(DATASET ENTRIES)

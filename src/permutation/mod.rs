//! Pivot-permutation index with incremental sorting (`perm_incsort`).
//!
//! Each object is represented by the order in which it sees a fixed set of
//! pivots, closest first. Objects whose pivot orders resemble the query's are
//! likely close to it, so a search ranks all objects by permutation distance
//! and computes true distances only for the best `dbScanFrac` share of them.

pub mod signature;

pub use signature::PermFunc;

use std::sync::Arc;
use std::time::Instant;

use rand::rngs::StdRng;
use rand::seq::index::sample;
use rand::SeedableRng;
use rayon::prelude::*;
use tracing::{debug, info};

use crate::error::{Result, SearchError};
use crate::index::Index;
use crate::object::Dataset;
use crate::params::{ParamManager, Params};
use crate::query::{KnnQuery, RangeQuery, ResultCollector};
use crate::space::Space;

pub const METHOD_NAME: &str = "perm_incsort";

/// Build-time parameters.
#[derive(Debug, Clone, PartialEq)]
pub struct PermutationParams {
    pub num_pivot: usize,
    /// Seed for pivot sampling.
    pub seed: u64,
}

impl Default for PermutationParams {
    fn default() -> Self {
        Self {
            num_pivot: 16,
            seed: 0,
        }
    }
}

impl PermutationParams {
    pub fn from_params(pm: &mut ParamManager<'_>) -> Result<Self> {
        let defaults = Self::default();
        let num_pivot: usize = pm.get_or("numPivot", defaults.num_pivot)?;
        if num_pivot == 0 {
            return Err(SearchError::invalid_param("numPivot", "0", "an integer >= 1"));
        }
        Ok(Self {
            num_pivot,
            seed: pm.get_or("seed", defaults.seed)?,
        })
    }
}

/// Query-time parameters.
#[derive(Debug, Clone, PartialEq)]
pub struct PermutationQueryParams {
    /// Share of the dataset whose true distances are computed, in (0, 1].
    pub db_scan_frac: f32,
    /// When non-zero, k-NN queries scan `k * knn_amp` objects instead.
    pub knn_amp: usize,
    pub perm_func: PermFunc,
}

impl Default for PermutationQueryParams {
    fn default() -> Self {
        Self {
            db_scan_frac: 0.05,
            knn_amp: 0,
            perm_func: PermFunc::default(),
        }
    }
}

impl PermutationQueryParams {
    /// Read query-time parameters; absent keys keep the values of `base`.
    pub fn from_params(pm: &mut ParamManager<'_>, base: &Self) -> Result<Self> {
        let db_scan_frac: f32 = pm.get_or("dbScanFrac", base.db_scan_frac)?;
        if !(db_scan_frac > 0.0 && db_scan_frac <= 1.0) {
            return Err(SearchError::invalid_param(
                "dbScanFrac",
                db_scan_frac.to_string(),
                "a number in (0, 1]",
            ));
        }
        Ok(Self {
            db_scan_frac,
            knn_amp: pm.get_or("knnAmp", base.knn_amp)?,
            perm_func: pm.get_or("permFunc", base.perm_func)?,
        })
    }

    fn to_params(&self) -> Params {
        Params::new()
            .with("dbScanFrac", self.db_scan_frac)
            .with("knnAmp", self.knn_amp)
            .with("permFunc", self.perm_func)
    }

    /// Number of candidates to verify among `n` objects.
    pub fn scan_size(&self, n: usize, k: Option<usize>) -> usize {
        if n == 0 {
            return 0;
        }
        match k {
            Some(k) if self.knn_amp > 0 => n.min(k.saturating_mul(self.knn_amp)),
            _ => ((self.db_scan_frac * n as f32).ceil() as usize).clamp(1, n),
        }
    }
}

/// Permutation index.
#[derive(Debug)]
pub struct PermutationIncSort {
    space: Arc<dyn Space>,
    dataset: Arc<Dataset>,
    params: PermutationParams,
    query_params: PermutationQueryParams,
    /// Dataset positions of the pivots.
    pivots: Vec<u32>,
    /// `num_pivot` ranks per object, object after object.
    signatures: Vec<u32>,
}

(End DATASET ENTRIES)

Produce a verbatim transcript of the material above.

REPLY:
filename src/permutation/mod.rs
//! Pivot-permutation index with incremental sorting (`perm_incsort`).
//!
//! Each object is represented by the order in which it sees a fixed set of
//! pivots, closest first. Objects whose pivot orders resemble the query's are
//! likely close to it, so a search ranks all objects by permutation distance
//! and computes true distances only for the best `dbScanFrac` share of them.

pub mod signature;

pub use signature::PermFunc;

use std::sync::Arc;
use std::time::Instant;

use rand::rngs::StdRng;
use rand::seq::index::sample;
use rand::SeedableRng;
use rayon::prelude::*;
use tracing::{debug, info};

use crate::error::{Result, SearchError};
use crate::index::Index;
use crate::object::Dataset;
use crate::params::{ParamManager, Params};
use crate::query::{KnnQuery, RangeQuery, ResultCollector};
use crate::space::Space;

pub const METHOD_NAME: &str = "perm_incsort";

/// Build-time parameters.
#[derive(Debug, Clone, PartialEq)]
pub struct PermutationParams {
    pub num_pivot: usize,
    /// Seed for pivot sampling.
    pub seed: u64,
}

impl Default for PermutationParams {
    fn default() -> Self {
        Self {
            num_pivot: 16,
            seed: 0,
        }
    }
}

impl PermutationParams {
    pub fn from_params(pm: &mut ParamManager<'_>) -> Result<Self> {
        let defaults = Self::default();
        let num_pivot: usize = pm.get_or("numPivot", defaults.num_pivot)?;
        if num_pivot == 0 {
            return Err(SearchError::invalid_param("numPivot", "0", "an integer >= 1"));
        }
        Ok(Self {
            num_pivot,
            seed: pm.get_or("seed", defaults.seed)?,
        })
    }
}

/// Query-time parameters.
#[derive(Debug, Clone, PartialEq)]
pub struct PermutationQueryParams {
    /// Share of the dataset whose true distances are computed, in (0, 1].
    pub db_scan_frac: f32,
    /// When non-zero, k-NN queries scan `k * knn_amp` objects instead.
    pub knn_amp: usize,
    pub perm_func: PermFunc,
}

impl Default for PermutationQueryParams {
    fn default() -> Self {
        Self {
            db_scan_frac: 0.05,
            knn_amp: 0,
            perm_func: PermFunc::default(),
        }
    }
}

impl PermutationQueryParams {
    /// Read query-time parameters; absent keys keep the values of `base`.
    pub fn from_params(pm: &mut ParamManager<'_>, base: &Self) -> Result<Self> {
        let db_scan_frac: f32 = pm.get_or("dbScanFrac", base.db_scan_frac)?;
        if !(db_scan_frac > 0.0 && db_scan_frac <= 1.0) {
            return Err(SearchError::invalid_param(
                "dbScanFrac",
                db_scan_frac.to_string(),
                "a number in (0, 1]",
            ));
        }
        Ok(Self {
            db_scan_frac,
            knn_amp: pm.get_or("knnAmp", base.knn_amp)?,
            perm_func: pm.get_or("permFunc", base.perm_func)?,
        })
    }

    fn to_params(&self) -> Params {
        Params::new()
            .with("dbScanFrac", self.db_scan_frac)
            .with("knnAmp", self.knn_amp)
            .with("permFunc", self.perm_func)
    }

    /// Number of candidates to verify among `n` objects.
    pub fn scan_size(&self, n: usize, k: Option<usize>) -> usize {
        if n == 0 {
            return 0;
        }
        match k {
            Some(k) if self.knn_amp > 0 => n.min(k.saturating_mul(self.knn_amp)),
            _ => ((self.db_scan_frac * n as f32).ceil() as usize).clamp(1, n),
        }
    }
}

/// Permutation index.
#[derive(Debug)]
pub struct PermutationIncSort {
    space: Arc<dyn Space>,
    dataset: Arc<Dataset>,
    params: PermutationParams,
    query_params: PermutationQueryParams,
    /// Dataset positions of the pivots.
    pivots: Vec<u32>,
    /// `num_pivot` ranks per object, object after object.
    signatures: Vec<u32>,
}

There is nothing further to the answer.